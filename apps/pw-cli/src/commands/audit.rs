// audit.rs — Inspect the tamper-evident audit trail.

use std::path::Path;

use clap::Subcommand;

use pw_audit::AuditLog;
use pw_replay::{verify_workspace_integrity, AUDIT_LOG_FILE};

#[derive(Subcommand)]
pub enum AuditCommands {
    /// Verify the hash chain and sequence continuity.
    Verify,
    /// Print the last N records.
    Tail {
        /// How many records to show.
        #[arg(long, default_value_t = 10)]
        lines: usize,
    },
}

pub fn execute(root: &Path, command: AuditCommands) -> anyhow::Result<()> {
    match command {
        AuditCommands::Verify => {
            let report = verify_workspace_integrity(root)?;
            if report.pass {
                println!("OK: {} record(s), chain intact", report.entries);
            } else {
                println!(
                    "FAIL: {} at seq {} ({})",
                    report
                        .first_failing_invariant
                        .as_deref()
                        .unwrap_or("UNKNOWN"),
                    report
                        .offending_seq
                        .map(|s| s.to_string())
                        .unwrap_or_else(|| "?".to_string()),
                    report.detail.as_deref().unwrap_or(""),
                );
                std::process::exit(1);
            }
            Ok(())
        }
        AuditCommands::Tail { lines } => {
            let log_path = root.join(AUDIT_LOG_FILE);
            if !log_path.exists() {
                anyhow::bail!("no audit log at {}", log_path.display());
            }
            let records = AuditLog::read_all(&log_path)?;
            for record in records.iter().rev().take(lines).rev() {
                println!(
                    "#{:<5} {}  {:<12} {:<14} plan={} {}",
                    record.seq,
                    record.ts.format("%Y-%m-%d %H:%M:%S"),
                    record.tool,
                    record.intent,
                    record
                        .plan_hash
                        .as_deref()
                        .map(|h| &h[..12.min(h.len())])
                        .unwrap_or("-"),
                    record.error_code.as_deref().unwrap_or(""),
                );
            }
            Ok(())
        }
    }
}
// error.rs — Error types for the plan registry and bootstrap.
//
// Lookup misses are structured: the caller learns whether to pick a
// different plan, fix a status, or correct a scope — never a generic
// authorization failure.

use std::path::PathBuf;
use thiserror::Error;

use pw_policy::Violation;

/// Errors that can occur across plan parsing, registry, and bootstrap.
#[derive(Debug, Error)]
pub enum PlanError {
    /// The plan reference is not in the registry index.
    #[error("plan {0} is not indexed")]
    NotIndexed(String),

    /// The registry index names a file that no longer exists.
    #[error("plan {hash} file missing at {path}")]
    FileMissing { hash: String, path: PathBuf },

    /// The plan file's recomputed hash does not match its filename/index key.
    #[error("plan hash mismatch: expected {expected}, recomputed {actual}")]
    HashMismatch { expected: String, actual: String },

    /// The plan header does not literally declare APPROVED.
    #[error("plan status is '{0}', not APPROVED")]
    StatusNotApproved(String),

    /// An indexed-as-approved plan no longer declares APPROVED on disk.
    #[error("plan {0} status weakened on disk")]
    StatusWeakened(String),

    /// The target path is not within the plan's declared scope.
    #[error("path '{path}' is outside the plan's declared scope")]
    OutOfScope { path: String },

    /// The plan header is missing or malformed.
    #[error("plan header invalid: {0}")]
    HeaderInvalid(String),

    /// A required header field is absent.
    #[error("plan header missing required field {0}")]
    HeaderFieldMissing(&'static str),

    /// The header declares a plan hash that does not match the content.
    #[error("declared plan hash {declared} does not match content hash {actual}")]
    DeclaredHashMismatch { declared: String, actual: String },

    /// The plan content failed the plan linter.
    #[error("plan lint failed with {} violation(s)", .0.len())]
    LintFailed(Vec<Violation>),

    /// Bootstrap is disabled (already completed, or explicitly off).
    #[error("bootstrap is disabled for this workspace")]
    BootstrapDisabled,

    /// The bootstrap payload timestamp fell outside the freshness window.
    #[error("bootstrap payload expired (older than {0} seconds)")]
    BootstrapExpired(i64),

    /// The bootstrap signature failed constant-time verification.
    #[error("bootstrap signature invalid")]
    BootstrapSignatureInvalid,

    /// No bootstrap secret is configured.
    #[error("no bootstrap secret configured (env or {0})")]
    SecretMissing(PathBuf),

    /// The registry would transition from empty outside the bootstrap channel.
    #[error("registry is empty: the first plan must arrive via bootstrap")]
    RegistryEmpty,

    /// An underlying filesystem operation failed.
    #[error("I/O error at {path}: {source}")]
    Io {
        path: PathBuf,
        source: std::io::Error,
    },

    /// Failed to serialize or deserialize governance state.
    #[error("governance state serialization error: {0}")]
    Serialization(#[from] serde_json::Error),
}

impl PlanError {
    /// Stable machine-readable code for the error envelope and audit log.
    pub fn code(&self) -> &'static str {
        match self {
            PlanError::NotIndexed(_) => "PLAN_NOT_FOUND",
            PlanError::FileMissing { .. } => "PLAN_BROKEN_REFERENCE",
            PlanError::HashMismatch { .. } => "PLAN_HASH_MISMATCH",
            PlanError::StatusNotApproved(_) => "PLAN_STATUS_NOT_APPROVED",
            PlanError::StatusWeakened(_) => "PLAN_STATUS_NOT_APPROVED",
            PlanError::OutOfScope { .. } => "PLAN_OUT_OF_SCOPE",
            PlanError::HeaderInvalid(_) => "PLAN_LINT_FAILED",
            PlanError::HeaderFieldMissing(_) => "PLAN_LINT_FAILED",
            PlanError::DeclaredHashMismatch { .. } => "PLAN_HASH_MISMATCH",
            PlanError::LintFailed(_) => "PLAN_LINT_FAILED",
            PlanError::BootstrapDisabled => "PLAN_BOOTSTRAP_DISABLED",
            PlanError::BootstrapExpired(_) => "PLAN_BOOTSTRAP_EXPIRED",
            PlanError::BootstrapSignatureInvalid => "PLAN_BOOTSTRAP_SIGNATURE_INVALID",
            PlanError::SecretMissing(_) => "PLAN_BOOTSTRAP_SIGNATURE_INVALID",
            PlanError::RegistryEmpty => "PLAN_BOOTSTRAP_DISABLED",
            PlanError::Io { .. } => "PLAN_IO",
            PlanError::Serialization(_) => "PLAN_IO",
        }
    }
}
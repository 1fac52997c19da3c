// bootstrap.rs — Single-use creation of the first approved plan.
//
// Bootstrap is the only channel by which the registry transitions from
// empty to non-empty. The request must carry a keyed MAC over the
// canonical JSON of a timestamped payload; verification is constant-time
// (HMAC verify_slice) and stale payloads are rejected. On success the
// plan file is written, the registry updated, and bootstrap disabled
// atomically. There is no mechanism to re-enable it.
//
// Key handling follows the device-key pattern: 32 random bytes from the
// OS CSPRNG, stored hex-encoded with 0600 permissions, or supplied
// through the environment by the launcher.

use std::fs;
use std::path::{Path, PathBuf};

use chrono::{DateTime, Utc};
use hmac::{Hmac, Mac};
use rand::RngCore;
use serde::{Deserialize, Serialize};
use sha2::Sha256;

use pw_audit::hasher;
use pw_policy::ContentPolicy;

use crate::error::PlanError;
use crate::registry::{PlanRegistry, GOVERNANCE_DIR};

type HmacSha256 = Hmac<Sha256>;

/// Filename of the file-based secret fallback inside `.planward/`.
pub const SECRET_FILE: &str = "bootstrap_secret.json";

/// Payloads older than this are rejected.
pub const FRESHNESS_WINDOW_SECS: i64 = 300;

const SECRET_LEN: usize = 32;

/// The signed bootstrap payload.
#[derive(Debug, Clone, Serialize, Deserialize, PartialEq)]
pub struct BootstrapPayload {
    pub repo_id: String,
    pub timestamp: DateTime<Utc>,
    pub nonce: String,
    pub action: String,
}

impl BootstrapPayload {
    /// Canonical JSON form — the exact bytes the MAC covers.
    pub fn canonical(&self) -> String {
        let value = serde_json::to_value(self).expect("payload serialization");
        hasher::canonical_json(&value)
    }
}

/// On-disk shape of the secret file.
#[derive(Serialize, Deserialize)]
struct SecretFile {
    secret: String,
}

/// The process-scoped bootstrap secret.
pub struct BootstrapSecret([u8; SECRET_LEN]);

impl BootstrapSecret {
    /// Load the secret: an environment-supplied hex value wins, otherwise
    /// the file fallback at `.planward/bootstrap_secret.json`.
    pub fn load(workspace_root: &Path, env_secret: Option<&str>) -> Result<Self, PlanError> {
        let secret_path = workspace_root.join(GOVERNANCE_DIR).join(SECRET_FILE);

        let hex = if let Some(env_value) = env_secret {
            env_value.trim().to_string()
        } else if secret_path.exists() {
            let json = fs::read_to_string(&secret_path).map_err(|source| PlanError::Io {
                path: secret_path.clone(),
                source,
            })?;
            let file: SecretFile = serde_json::from_str(&json)?;
            file.secret
        } else {
            return Err(PlanError::SecretMissing(secret_path));
        };

        let bytes =
            hex_decode(&hex).ok_or_else(|| PlanError::SecretMissing(secret_path.clone()))?;
        let secret: [u8; SECRET_LEN] = bytes
            .try_into()
            .map_err(|_| PlanError::SecretMissing(secret_path))?;
        Ok(Self(secret))
    }

    /// Generate a fresh secret file (no-op if one exists). Returns its path.
    pub fn generate(workspace_root: &Path) -> Result<PathBuf, PlanError> {
        let dir = workspace_root.join(GOVERNANCE_DIR);
        fs::create_dir_all(&dir).map_err(|source| PlanError::Io {
            path: dir.clone(),
            source,
        })?;
        let secret_path = dir.join(SECRET_FILE);
        if secret_path.exists() {
            return Ok(secret_path);
        }

        let mut key = [0u8; SECRET_LEN];
        rand::thread_rng().fill_bytes(&mut key);
        let json = serde_json::to_string_pretty(&SecretFile {
            secret: hex_encode(&key),
        })?;
        fs::write(&secret_path, json).map_err(|source| PlanError::Io {
            path: secret_path.clone(),
            source,
        })?;

        // Owner read/write only on Unix; elsewhere the governance dir is
        // the boundary.
        #[cfg(unix)]
        {
            use std::os::unix::fs::PermissionsExt;
            fs::set_permissions(&secret_path, fs::Permissions::from_mode(0o600)).map_err(
                |source| PlanError::Io {
                    path: secret_path.clone(),
                    source,
                },
            )?;
        }

        Ok(secret_path)
    }

    /// Compute the hex tag for a payload. The CLI uses this to mint
    /// requests; tests use it to build valid ones.
    pub fn sign(&self, payload: &BootstrapPayload) -> String {
        let mut mac = HmacSha256::new_from_slice(&self.0).expect("HMAC accepts any key length");
        mac.update(payload.canonical().as_bytes());
        hex_encode(&mac.finalize().into_bytes())
    }

    /// Constant-time verification of a payload's tag.
    pub fn verify(&self, payload: &BootstrapPayload, tag_hex: &str) -> Result<(), PlanError> {
        let tag = hex_decode(tag_hex).ok_or(PlanError::BootstrapSignatureInvalid)?;
        let mut mac = HmacSha256::new_from_slice(&self.0).expect("HMAC accepts any key length");
        mac.update(payload.canonical().as_bytes());
        mac.verify_slice(&tag)
            .map_err(|_| PlanError::BootstrapSignatureInvalid)
    }
}

/// What a bootstrap call produced.
#[derive(Debug, Clone)]
pub struct BootstrapOutcome {
    pub plan_hash: String,
    /// Workspace-relative plan path.
    pub plan_path: String,
    /// True when this was an idempotent repeat of a completed bootstrap.
    pub noop: bool,
}

/// Run the bootstrap gate sequence against a registry.
///
/// Any failure leaves the workspace unchanged. A repeat of a completed
/// bootstrap with identical content (and a valid, fresh signature)
/// collapses to a no-op success.
pub fn bootstrap_foundation_plan(
    registry: &mut PlanRegistry,
    policy: &ContentPolicy,
    content: &str,
    payload: &BootstrapPayload,
    signature_hex: &str,
    secret: &BootstrapSecret,
) -> Result<BootstrapOutcome, PlanError> {
    bootstrap_at(
        registry,
        policy,
        content,
        payload,
        signature_hex,
        secret,
        Utc::now(),
    )
}

/// Clock-injected variant for tests.
pub fn bootstrap_at(
    registry: &mut PlanRegistry,
    policy: &ContentPolicy,
    content: &str,
    payload: &BootstrapPayload,
    signature_hex: &str,
    secret: &BootstrapSecret,
    now: DateTime<Utc>,
) -> Result<BootstrapOutcome, PlanError> {
    let content_hash = hasher::hash_str(content);
    let open = registry.state().bootstrap_enabled && registry.state().approved_plans_count == 0;

    if !open {
        // Gate 1 would reject — unless this is the idempotent repeat case.
        if let Some(entry) = registry.state().plan_index.get(&content_hash) {
            secret.verify(payload, signature_hex)?;
            verify_freshness(payload, now)?;
            tracing::info!(hash = %content_hash, "duplicate bootstrap collapsed to no-op");
            return Ok(BootstrapOutcome {
                plan_hash: content_hash,
                plan_path: entry.file_path.clone(),
                noop: true,
            });
        }
        return Err(PlanError::BootstrapDisabled);
    }

    // Gate 2 — authenticated, fresh request.
    secret.verify(payload, signature_hex)?;
    verify_freshness(payload, now)?;

    // Gates 3 and 4 — parse, APPROVED, lint, then commit atomically.
    let plan = registry.register_first(content, policy)?;
    let plan_path = registry.state().plan_index[&plan.hash].file_path.clone();

    tracing::info!(hash = %plan.hash, "bootstrap completed; channel closed");
    Ok(BootstrapOutcome {
        plan_hash: plan.hash,
        plan_path,
        noop: false,
    })
}

fn verify_freshness(payload: &BootstrapPayload, now: DateTime<Utc>) -> Result<(), PlanError> {
    let age = now.signed_duration_since(payload.timestamp).num_seconds();
    if age > FRESHNESS_WINDOW_SECS {
        return Err(PlanError::BootstrapExpired(age));
    }
    Ok(())
}

fn hex_encode(bytes: &[u8]) -> String {
    bytes.iter().map(|b| format!("{:02x}", b)).collect()
}

fn hex_decode(hex: &str) -> Option<Vec<u8>> {
    let hex = hex.trim();
    if hex.len() % 2 != 0 {
        return None;
    }
    (0..hex.len())
        .step_by(2)
        .map(|i| u8::from_str_radix(&hex[i..i + 2], 16).ok())
        .collect()
}
// allowance.rs — Per-plan authorized exceptions.
//
// A plan may enumerate exceptions by construct code + location + rationale
// (ALLOW lines in its header). The engine honors them only for structural
// findings: hard blocks (PW1xx) can never be waived, no matter what a plan
// declares. Path matching is glob-based and fail-closed, like every other
// pattern match in Planward.

use glob::Pattern;
use serde::{Deserialize, Serialize};

use crate::violation::{ConstructCode, Violation};

/// One authorized exception declared by a plan.
#[derive(Debug, Clone, Serialize, Deserialize, PartialEq, Eq)]
pub struct Allowance {
    /// Which construct the plan authorizes.
    pub code: ConstructCode,
    /// Path or glob the exception applies to.
    pub path: String,
    /// Specific line, or None for the whole file.
    #[serde(default, skip_serializing_if = "Option::is_none")]
    pub line: Option<usize>,
    /// Why the plan authorizes this construct.
    pub rationale: String,
}

/// The set of allowances granted by the cited plan.
#[derive(Debug, Clone, Default, Serialize, Deserialize, PartialEq, Eq)]
pub struct AllowanceSet {
    entries: Vec<Allowance>,
}

impl AllowanceSet {
    pub fn new(entries: Vec<Allowance>) -> Self {
        Self { entries }
    }

    /// The empty set — nothing is waived.
    pub fn empty() -> Self {
        Self::default()
    }

    pub fn entries(&self) -> &[Allowance] {
        &self.entries
    }

    /// Does any allowance waive this violation at this path?
    ///
    /// Hard blocks are never waived.
    pub fn waives(&self, path: &str, violation: &Violation) -> bool {
        if violation.code.is_hard_block() {
            return false;
        }
        self.entries.iter().any(|allowance| {
            allowance.code == violation.code
                && path_matches(&allowance.path, path)
                && allowance.line.map_or(true, |line| line == violation.line)
        })
    }
}

fn path_matches(pattern: &str, path: &str) -> bool {
    if pattern == path {
        return true;
    }
    match Pattern::new(pattern) {
        Ok(p) => p.matches(path),
        Err(_) => false, // Invalid patterns never match (fail-closed)
    }
}

#[cfg(test)]
mod tests {
    use super::*;

    fn allowance(code: ConstructCode, path: &str, line: Option<usize>) -> Allowance {
        Allowance {
            code,
            path: path.to_string(),
            line,
            rationale: "upstream API throws for flow control".to_string(),
        }
    }

    #[test]
    fn structural_violations_can_be_waived() {
        let set = AllowanceSet::new(vec![allowance(
            ConstructCode::EmptyHandlerBlock,
            "src/shim.js",
            Some(14),
        )]);
        let violation = Violation::new(ConstructCode::EmptyHandlerBlock, 14, "empty catch");
        assert!(set.waives("src/shim.js", &violation));
    }

    #[test]
    fn hard_blocks_are_never_waived() {
        let set = AllowanceSet::new(vec![allowance(
            ConstructCode::IncompleteWorkMarker,
            "src/main.rs",
            None,
        )]);
        let violation = Violation::new(ConstructCode::IncompleteWorkMarker, 3, "marker");
        assert!(!set.waives("src/main.rs", &violation));
    }

    #[test]
    fn line_mismatch_does_not_waive() {
        let set = AllowanceSet::new(vec![allowance(
            ConstructCode::EmptyHandlerBlock,
            "src/shim.js",
            Some(14),
        )]);
        let violation = Violation::new(ConstructCode::EmptyHandlerBlock, 99, "empty catch");
        assert!(!set.waives("src/shim.js", &violation));
    }

    #[test]
    fn whole_file_allowance_covers_any_line() {
        let set = AllowanceSet::new(vec![allowance(
            ConstructCode::ErasedBoxedError,
            "src/compat/*.rs",
            None,
        )]);
        let violation = Violation::new(ConstructCode::ErasedBoxedError, 42, "boxed");
        assert!(set.waives("src/compat/ffi.rs", &violation));
        assert!(!set.waives("src/core/ffi.rs", &violation));
    }

    #[test]
    fn empty_set_waives_nothing() {
        let violation = Violation::new(ConstructCode::EmptyHandlerBlock, 1, "empty");
        assert!(!AllowanceSet::empty().waives("a.js", &violation));
    }
}
// session.rs — Process-scoped session state.
//
// A Session is created exactly once per process by the session
// initialization tool and lives until exit. It carries the locked
// workspace root, the launch-configured role, and the prompt-gate flag.
// There is deliberately no global: the gateway owns the one Session value
// and threads it through every operation.

use std::path::{Path, PathBuf};
use std::str::FromStr;

use chrono::{DateTime, Utc};
use serde::{Deserialize, Serialize};
use uuid::Uuid;

use crate::error::SessionError;

/// Which side of the role separation this process runs as.
///
/// Fixed per process by launch configuration. Planner may author plans and
/// read; Executor may execute writes under plan authority and read. Neither
/// may delete or modify an approved plan.
#[derive(Debug, Clone, Copy, Serialize, Deserialize, PartialEq, Eq)]
#[serde(rename_all = "snake_case")]
pub enum Role {
    Planner,
    Executor,
}

impl Role {
    pub fn as_str(&self) -> &'static str {
        match self {
            Role::Planner => "planner",
            Role::Executor => "executor",
        }
    }

    /// The closed set of prompt names this role may fetch.
    pub fn allowed_prompts(&self) -> &'static [&'static str] {
        match self {
            Role::Planner => &["planner", "governance"],
            Role::Executor => &["executor", "governance"],
        }
    }

    /// Whether this role may execute filesystem writes.
    pub fn may_write(&self) -> bool {
        matches!(self, Role::Executor)
    }

    /// Whether this role may register new plans.
    pub fn may_register_plans(&self) -> bool {
        matches!(self, Role::Planner)
    }
}

impl FromStr for Role {
    type Err = SessionError;

    fn from_str(s: &str) -> Result<Self, Self::Err> {
        match s.to_lowercase().as_str() {
            "planner" => Ok(Role::Planner),
            "executor" => Ok(Role::Executor),
            other => Err(SessionError::UnknownRole(other.to_string())),
        }
    }
}

impl std::fmt::Display for Role {
    fn fmt(&self, f: &mut std::fmt::Formatter<'_>) -> std::fmt::Result {
        f.write_str(self.as_str())
    }
}

/// Process-scoped session state.
#[derive(Debug, Clone, Serialize, Deserialize)]
pub struct Session {
    /// Unique identifier for this session.
    pub session_id: Uuid,

    /// The locked workspace root.
    pub workspace_root: PathBuf,

    /// Role fixed at launch.
    pub role: Role,

    /// Whether the role prompt has been fetched (the prompt gate).
    pub prompt_fetched: bool,

    /// When the session began (UTC).
    pub started_at: DateTime<Utc>,
}

impl Session {
    /// Begin a session for a locked workspace root.
    pub fn begin(workspace_root: impl Into<PathBuf>, role: Role) -> Self {
        let session = Self {
            session_id: Uuid::new_v4(),
            workspace_root: workspace_root.into(),
            role,
            prompt_fetched: false,
            started_at: Utc::now(),
        };
        tracing::info!(
            session_id = %session.session_id,
            role = %session.role,
            root = %session.workspace_root.display(),
            "session started"
        );
        session
    }

    pub fn workspace_root(&self) -> &Path {
        &self.workspace_root
    }

    /// Resolve a prompt fetch: the name must be in the role's closed set.
    /// A successful fetch satisfies the prompt gate.
    pub fn fetch_prompt(&mut self, name: &str) -> Result<(), SessionError> {
        if !self.role.allowed_prompts().contains(&name) {
            return Err(SessionError::UnknownPrompt {
                name: name.to_string(),
                role: self.role.to_string(),
            });
        }
        self.prompt_fetched = true;
        Ok(())
    }

    /// Writes require both the executor role and a satisfied prompt gate.
    pub fn require_write_authority(&self) -> Result<(), SessionError> {
        if !self.role.may_write() {
            return Err(SessionError::RoleForbidden {
                role: self.role.to_string(),
                action: "execute writes".to_string(),
            });
        }
        if !self.prompt_fetched {
            return Err(SessionError::PromptGateLocked);
        }
        Ok(())
    }
}

#[cfg(test)]
mod tests {
    use super::*;

    #[test]
    fn role_parses_case_insensitively() {
        assert_eq!(Role::from_str("Planner").unwrap(), Role::Planner);
        assert_eq!(Role::from_str("EXECUTOR").unwrap(), Role::Executor);
        assert!(Role::from_str("admin").is_err());
    }

    #[test]
    fn executor_writes_planner_does_not() {
        assert!(Role::Executor.may_write());
        assert!(!Role::Planner.may_write());
        assert!(Role::Planner.may_register_plans());
        assert!(!Role::Executor.may_register_plans());
    }

    #[test]
    fn session_ids_are_unique() {
        let a = Session::begin("/tmp/ws", Role::Executor);
        let b = Session::begin("/tmp/ws", Role::Executor);
        assert_ne!(a.session_id, b.session_id);
    }

    #[test]
    fn prompt_gate_starts_locked() {
        let session = Session::begin("/tmp/ws", Role::Executor);
        assert!(matches!(
            session.require_write_authority(),
            Err(SessionError::PromptGateLocked)
        ));
    }

    #[test]
    fn fetching_role_prompt_opens_the_gate() {
        let mut session = Session::begin("/tmp/ws", Role::Executor);
        session.fetch_prompt("executor").unwrap();
        assert!(session.require_write_authority().is_ok());
    }

    #[test]
    fn prompt_names_are_a_closed_set() {
        let mut session = Session::begin("/tmp/ws", Role::Executor);
        let err = session.fetch_prompt("planner").unwrap_err();
        assert!(matches!(err, SessionError::UnknownPrompt { .. }));
        // The failed fetch must not open the gate.
        assert!(!session.prompt_fetched);
    }

    #[test]
    fn planner_never_gains_write_authority() {
        let mut session = Session::begin("/tmp/ws", Role::Planner);
        session.fetch_prompt("planner").unwrap();
        assert!(matches!(
            session.require_write_authority(),
            Err(SessionError::RoleForbidden { .. })
        ));
    }

    #[test]
    fn governance_prompt_is_shared() {
        let mut planner = Session::begin("/tmp/ws", Role::Planner);
        let mut executor = Session::begin("/tmp/ws", Role::Executor);
        assert!(planner.fetch_prompt("governance").is_ok());
        assert!(executor.fetch_prompt("governance").is_ok());
    }
}
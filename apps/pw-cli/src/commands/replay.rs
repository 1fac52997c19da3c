// replay.rs — Read-only replay of a plan's audit history.

use std::path::Path;

use pw_replay::{replay, ReplayFilters};

pub fn execute(
    root: &Path,
    plan: &str,
    phase: Option<String>,
    tool: Option<String>,
) -> anyhow::Result<()> {
    let filters = ReplayFilters {
        phase,
        tool,
        seq_range: None,
    };
    let verdict = replay(root, plan, &filters)?;

    println!(
        "{} — {} record(s) considered",
        if verdict.pass { "PASS" } else { "FAIL" },
        verdict.records_considered
    );
    for finding in &verdict.findings {
        let seqs: Vec<String> = finding.seqs.iter().map(u64::to_string).collect();
        println!(
            "  {} [{}] {}",
            finding.kind.as_str(),
            seqs.join(","),
            finding.detail
        );
    }
    if !verdict.pass {
        std::process::exit(1);
    }
    Ok(())
}
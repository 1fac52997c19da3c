// hasher.rs — SHA-256 hashing and canonical JSON serialization.
//
// All hashes in Planward are SHA-256, hex-encoded lowercase. The audit
// chain additionally needs a canonical serialization: the UTF-8 bytes of
// the JSON value with object keys sorted lexicographically and no
// insignificant whitespace. Canonicalization is done explicitly here
// rather than relying on serde_json's map ordering, so the result is
// stable no matter which map backend feature-unification picks.

use std::path::Path;

use serde_json::Value;
use sha2::{Digest, Sha256};

use crate::error::AuditError;

/// Hash arbitrary bytes, returning a lowercase hex-encoded SHA-256 string.
pub fn hash_bytes(data: &[u8]) -> String {
    let mut hasher = Sha256::new();
    hasher.update(data);
    format!("{:x}", hasher.finalize())
}

/// Hash a UTF-8 string, returning a lowercase hex-encoded SHA-256 string.
pub fn hash_str(s: &str) -> String {
    hash_bytes(s.as_bytes())
}

/// Hash the contents of a file on disk.
pub fn hash_file(path: &Path) -> Result<String, AuditError> {
    let data = std::fs::read(path).map_err(|source| AuditError::HashFileFailed {
        path: path.to_path_buf(),
        source,
    })?;
    Ok(hash_bytes(&data))
}

/// Serialize a JSON value canonically: keys sorted, no extra whitespace.
pub fn canonical_json(value: &Value) -> String {
    let mut out = String::new();
    write_canonical(value, &mut out);
    out
}

/// Hash the canonical serialization of a JSON value.
pub fn hash_canonical(value: &Value) -> String {
    hash_str(&canonical_json(value))
}

fn write_canonical(value: &Value, out: &mut String) {
    match value {
        Value::Object(map) => {
            out.push('{');
            let mut keys: Vec<&String> = map.keys().collect();
            keys.sort();
            for (i, key) in keys.iter().enumerate() {
                if i > 0 {
                    out.push(',');
                }
                // serde_json::to_string on a str cannot fail.
                out.push_str(&serde_json::to_string(key).expect("string serialization"));
                out.push(':');
                write_canonical(&map[*key], out);
            }
            out.push('}');
        }
        Value::Array(items) => {
            out.push('[');
            for (i, item) in items.iter().enumerate() {
                if i > 0 {
                    out.push(',');
                }
                write_canonical(item, out);
            }
            out.push(']');
        }
        // Scalars already have a single compact form.
        other => out.push_str(&serde_json::to_string(other).expect("scalar serialization")),
    }
}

**What needs to be done:** What lines in the listing above contain the word "older"? Show each one.

**Answer to the problem:**
    #[error("bootstrap payload expired (older than {0} seconds)")]
/// Payloads older than this are rejected.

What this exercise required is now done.